Fig. 6.

A conserved motif in PRRSV PLP1β is critical for transactivation of −2/−1 PRF in infected cells. (A) Analysis of nsp2-related products in MARC-145 cells infected with WT type 2 PRRSV (isolate SD95-21) or mutants KO2 and 1βKO. Mutant KO2 (Fig. S1) contained PRF-inactivating point mutations in both slippery sequence and downstream C-rich motif, whereas 1βKO carried a double Ala substitution of basic residues in the highly conserved GKYLQRRLQ motif of nsp1β. Following metabolic labeling, proteins were immunoprecipitated using mAb α-NA-nsp2 and visualized by SDS/PAGE and autoradiography. The expression of nsp1β was monitored by Western blot analysis.

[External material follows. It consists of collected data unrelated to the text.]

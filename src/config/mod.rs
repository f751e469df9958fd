//! Gateway configuration as seen by the client: functions and their variants.
//!
//! # Config Layer
//!
//! Functions are a strict variant family (`chat`, `json`), and so are the variants a
//! function can route to. Only the fields the client reasons about are typed; the
//! remaining fields of every variant are carried along untouched so a decoded
//! configuration encodes back to what was read.
//!
//! | Module | Description |
//! |--------|-------------|
//! | [`loader`] | Reading a configuration from JSON or YAML text or files |
//! | [`optimization`] | Fine-tuning job configurations, handles and status |
//!
//! ## Example
//!
//! ```rust
//! use tensorzero_client::config::Config;
//! use tensorzero_client::variant::Variant;
//!
//! let config = Config::from_yaml_str(r#"
//! functions:
//!   draft_email:
//!     type: chat
//!     variants:
//!       gpt:
//!         type: chat_completion
//!         model: openai::gpt-4o-mini
//! "#)?;
//! let function = config.function("draft_email").unwrap();
//! assert_eq!(function.variant_type(), "chat");
//! assert_eq!(function.variant("gpt").unwrap().variant_type(), "chat_completion");
//! # Ok::<(), tensorzero_client::Error>(())
//! ```

pub mod loader;
pub mod optimization;

pub use optimization::{
    FireworksSftConfig, GcpVertexGeminiSftConfig, OpenAiSftConfig, OptimizationConfig,
    OptimizationJobHandle, OptimizationJobInfo, OptimizationJobStatus,
};

use crate::variant::{
    decode_payload, deserialize_via_registry, serialize_tagged, Family, Variant, VariantRegistry,
};
use crate::{Error, Result};
use serde::{Deserialize, Serialize, Serializer};
use serde_json::{Map, Value};
use std::collections::BTreeMap;

const FUNCTION_FAMILY: &str = "function_config";
const VARIANT_FAMILY: &str = "variant_config";

/// Variants of one function, keyed by variant name.
pub type VariantsConfig = BTreeMap<String, VariantConfig>;

#[derive(Debug, Clone, PartialEq, Serialize, Deserialize)]
pub struct ChatCompletionConfig {
    pub model: String,
    #[serde(default, skip_serializing_if = "Option::is_none")]
    pub system_template: Option<String>,
    #[serde(default, skip_serializing_if = "Option::is_none")]
    pub user_template: Option<String>,
    #[serde(default, skip_serializing_if = "Option::is_none")]
    pub assistant_template: Option<String>,
    /// Sampling parameters, weight, and anything else set on the variant.
    #[serde(flatten)]
    pub extra: Map<String, Value>,
}

impl ChatCompletionConfig {
    pub fn new(model: impl Into<String>) -> Self {
        Self {
            model: model.into(),
            system_template: None,
            user_template: None,
            assistant_template: None,
            extra: Map::new(),
        }
    }
}

/// Fields of a variant kind the client does not model beyond its discriminator.
#[derive(Debug, Clone, Default, PartialEq, Serialize, Deserialize)]
#[serde(transparent)]
pub struct OpaqueVariantConfig {
    pub fields: Map<String, Value>,
}

impl OpaqueVariantConfig {
    pub fn get(&self, key: &str) -> Option<&Value> {
        self.fields.get(key)
    }
}

#[derive(Debug, Clone, PartialEq)]
pub enum VariantConfig {
    ChatCompletion(ChatCompletionConfig),
    BestOfNSampling(OpaqueVariantConfig),
    Dicl(OpaqueVariantConfig),
    MixtureOfN(OpaqueVariantConfig),
    ChainOfThought(OpaqueVariantConfig),
}

impl VariantConfig {
    pub fn chat_completion(model: impl Into<String>) -> Self {
        VariantConfig::ChatCompletion(ChatCompletionConfig::new(model))
    }

    /// Model name for `chat_completion` variants.
    pub fn model(&self) -> Option<&str> {
        match self {
            VariantConfig::ChatCompletion(c) => Some(&c.model),
            _ => None,
        }
    }
}

impl Variant for VariantConfig {
    fn variant_type(&self) -> &'static str {
        match self {
            VariantConfig::ChatCompletion(_) => "chat_completion",
            VariantConfig::BestOfNSampling(_) => "best_of_n_sampling",
            VariantConfig::Dicl(_) => "dicl",
            VariantConfig::MixtureOfN(_) => "mixture_of_n",
            VariantConfig::ChainOfThought(_) => "chain_of_thought",
        }
    }
}

impl Serialize for VariantConfig {
    fn serialize<S: Serializer>(&self, serializer: S) -> std::result::Result<S::Ok, S::Error> {
        let tag = self.variant_type();
        match self {
            VariantConfig::ChatCompletion(p) => serialize_tagged(tag, p, serializer),
            VariantConfig::BestOfNSampling(p)
            | VariantConfig::Dicl(p)
            | VariantConfig::MixtureOfN(p)
            | VariantConfig::ChainOfThought(p) => serialize_tagged(tag, p, serializer),
        }
    }
}

deserialize_via_registry!(VariantConfig);

static VARIANT_REGISTRY: VariantRegistry<VariantConfig> = VariantRegistry::strict(
    VARIANT_FAMILY,
    &[
        ("chat_completion", decode_chat_completion),
        ("best_of_n_sampling", decode_best_of_n),
        // older configurations spell it this way
        ("best_of_n", decode_best_of_n),
        ("dicl", decode_dicl),
        ("mixture_of_n", decode_mixture_of_n),
        ("chain_of_thought", decode_chain_of_thought),
    ],
);

impl Family for VariantConfig {
    fn registry() -> &'static VariantRegistry<Self> {
        &VARIANT_REGISTRY
    }
}

fn decode_chat_completion(map: Map<String, Value>) -> Result<VariantConfig> {
    decode_payload(VARIANT_FAMILY, "chat_completion", map).map(VariantConfig::ChatCompletion)
}

fn decode_best_of_n(fields: Map<String, Value>) -> Result<VariantConfig> {
    Ok(VariantConfig::BestOfNSampling(OpaqueVariantConfig { fields }))
}

fn decode_dicl(fields: Map<String, Value>) -> Result<VariantConfig> {
    Ok(VariantConfig::Dicl(OpaqueVariantConfig { fields }))
}

fn decode_mixture_of_n(fields: Map<String, Value>) -> Result<VariantConfig> {
    Ok(VariantConfig::MixtureOfN(OpaqueVariantConfig { fields }))
}

fn decode_chain_of_thought(fields: Map<String, Value>) -> Result<VariantConfig> {
    Ok(VariantConfig::ChainOfThought(OpaqueVariantConfig { fields }))
}

#[derive(Debug, Clone, Default, PartialEq, Serialize, Deserialize)]
pub struct ChatFunctionConfig {
    #[serde(default)]
    pub variants: VariantsConfig,
    #[serde(default, skip_serializing_if = "Option::is_none")]
    pub system_schema: Option<Value>,
    #[serde(default, skip_serializing_if = "Option::is_none")]
    pub user_schema: Option<Value>,
    #[serde(default, skip_serializing_if = "Option::is_none")]
    pub assistant_schema: Option<Value>,
    /// Tools, tool choice, description and other function-level keys.
    #[serde(flatten)]
    pub extra: Map<String, Value>,
}

#[derive(Debug, Clone, Default, PartialEq, Serialize, Deserialize)]
pub struct JsonFunctionConfig {
    #[serde(default)]
    pub variants: VariantsConfig,
    #[serde(default, skip_serializing_if = "Option::is_none")]
    pub system_schema: Option<Value>,
    #[serde(default, skip_serializing_if = "Option::is_none")]
    pub user_schema: Option<Value>,
    #[serde(default, skip_serializing_if = "Option::is_none")]
    pub assistant_schema: Option<Value>,
    #[serde(default, skip_serializing_if = "Option::is_none")]
    pub output_schema: Option<Value>,
    #[serde(flatten)]
    pub extra: Map<String, Value>,
}

#[derive(Debug, Clone, PartialEq)]
pub enum FunctionConfig {
    Chat(ChatFunctionConfig),
    Json(JsonFunctionConfig),
}

impl FunctionConfig {
    pub fn variants(&self) -> &VariantsConfig {
        match self {
            FunctionConfig::Chat(f) => &f.variants,
            FunctionConfig::Json(f) => &f.variants,
        }
    }

    pub fn variant(&self, name: &str) -> Option<&VariantConfig> {
        self.variants().get(name)
    }

    pub fn variant_names(&self) -> impl Iterator<Item = &str> {
        self.variants().keys().map(String::as_str)
    }
}

impl Variant for FunctionConfig {
    fn variant_type(&self) -> &'static str {
        match self {
            FunctionConfig::Chat(_) => "chat",
            FunctionConfig::Json(_) => "json",
        }
    }
}

impl Serialize for FunctionConfig {
    fn serialize<S: Serializer>(&self, serializer: S) -> std::result::Result<S::Ok, S::Error> {
        let tag = self.variant_type();
        match self {
            FunctionConfig::Chat(p) => serialize_tagged(tag, p, serializer),
            FunctionConfig::Json(p) => serialize_tagged(tag, p, serializer),
        }
    }
}

deserialize_via_registry!(FunctionConfig);

static FUNCTION_REGISTRY: VariantRegistry<FunctionConfig> = VariantRegistry::strict(
    FUNCTION_FAMILY,
    &[("chat", decode_chat_function), ("json", decode_json_function)],
);

impl Family for FunctionConfig {
    fn registry() -> &'static VariantRegistry<Self> {
        &FUNCTION_REGISTRY
    }
}

fn decode_chat_function(mut map: Map<String, Value>) -> Result<FunctionConfig> {
    let variants = take_variants("chat", &mut map)?;
    let mut function: ChatFunctionConfig = decode_payload(FUNCTION_FAMILY, "chat", map)?;
    function.variants = variants;
    Ok(FunctionConfig::Chat(function))
}

fn decode_json_function(mut map: Map<String, Value>) -> Result<FunctionConfig> {
    let variants = take_variants("json", &mut map)?;
    let mut function: JsonFunctionConfig = decode_payload(FUNCTION_FAMILY, "json", map)?;
    function.variants = variants;
    Ok(FunctionConfig::Json(function))
}

// Variants go through their registry so an unknown variant kind is reported as such.
fn take_variants(function_kind: &str, map: &mut Map<String, Value>) -> Result<VariantsConfig> {
    match map.remove("variants") {
        None | Some(Value::Null) => Ok(VariantsConfig::new()),
        Some(Value::Object(raw)) => raw
            .into_iter()
            .map(|(name, value)| Ok((name, VariantConfig::decode(value)?)))
            .collect(),
        Some(other) => Err(Error::malformed(
            FUNCTION_FAMILY,
            function_kind,
            format!(
                "`variants` must be an object, found {}",
                crate::variant::json_kind(&other)
            ),
        )),
    }
}

/// The functions section of a gateway configuration.
///
/// Other top-level sections (models, metrics, tools) are ignored.
#[derive(Debug, Clone, Default, PartialEq, Serialize)]
pub struct Config {
    pub functions: BTreeMap<String, FunctionConfig>,
}

impl Config {
    /// Decode from an already-parsed JSON document.
    pub fn from_value(value: Value) -> Result<Self> {
        let mut root = match value {
            Value::Object(map) => map,
            other => {
                return Err(Error::configuration_with_context(
                    "configuration root must be a mapping",
                    crate::ErrorContext::new()
                        .with_details(format!("found {}", crate::variant::json_kind(&other)))
                        .with_source("config_loader"),
                ))
            }
        };
        let functions = match root.remove("functions") {
            None | Some(Value::Null) => BTreeMap::new(),
            Some(Value::Object(raw)) => raw
                .into_iter()
                .map(|(name, value)| Ok((name, FunctionConfig::decode(value)?)))
                .collect::<Result<_>>()?,
            Some(other) => {
                return Err(Error::configuration_with_context(
                    "`functions` must be a mapping",
                    crate::ErrorContext::new()
                        .with_field_path("functions")
                        .with_details(format!("found {}", crate::variant::json_kind(&other)))
                        .with_source("config_loader"),
                ))
            }
        };
        Ok(Self { functions })
    }

    pub fn function(&self, name: &str) -> Option<&FunctionConfig> {
        self.functions.get(name)
    }

    pub fn function_names(&self) -> impl Iterator<Item = &str> {
        self.functions.keys().map(String::as_str)
    }
}

impl<'de> Deserialize<'de> for Config {
    fn deserialize<D: serde::Deserializer<'de>>(
        deserializer: D,
    ) -> std::result::Result<Self, D::Error> {
        let value = Value::deserialize(deserializer)?;
        Self::from_value(value).map_err(serde::de::Error::custom)
    }
}
//! HTTP plumbing shared by gateway calls: request dispatch and SSE framing.

pub mod http;
pub mod sse;

pub use http::{HttpTransport, TransportError};
pub use sse::{SseEvent, SseFramer};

Samples in all rows were run on the same gel, but gel/blot images were spliced to remove lanes derived from samples not related to this study and to achieve a lane order consistent with B. (B) BHK-21 cells were transfected with in vitro-transcribed full-length RNA of WT, KO2, or 1βKO PRRSV SD01-08 (type 1) or were double transfected with equal amounts of KO2 and 1βKO RNA to demonstrate complementation between these two virus mutants. Following metabolic labeling, viral proteins were immunoprecipitated using specific mAbs that recognize a common nsp2 domain (Upper Left), the polypeptide encoded by the TF ORF (Upper Right), or nsp1β (Lower). Protein products were visualized using SDS/PAGE and autoradiography.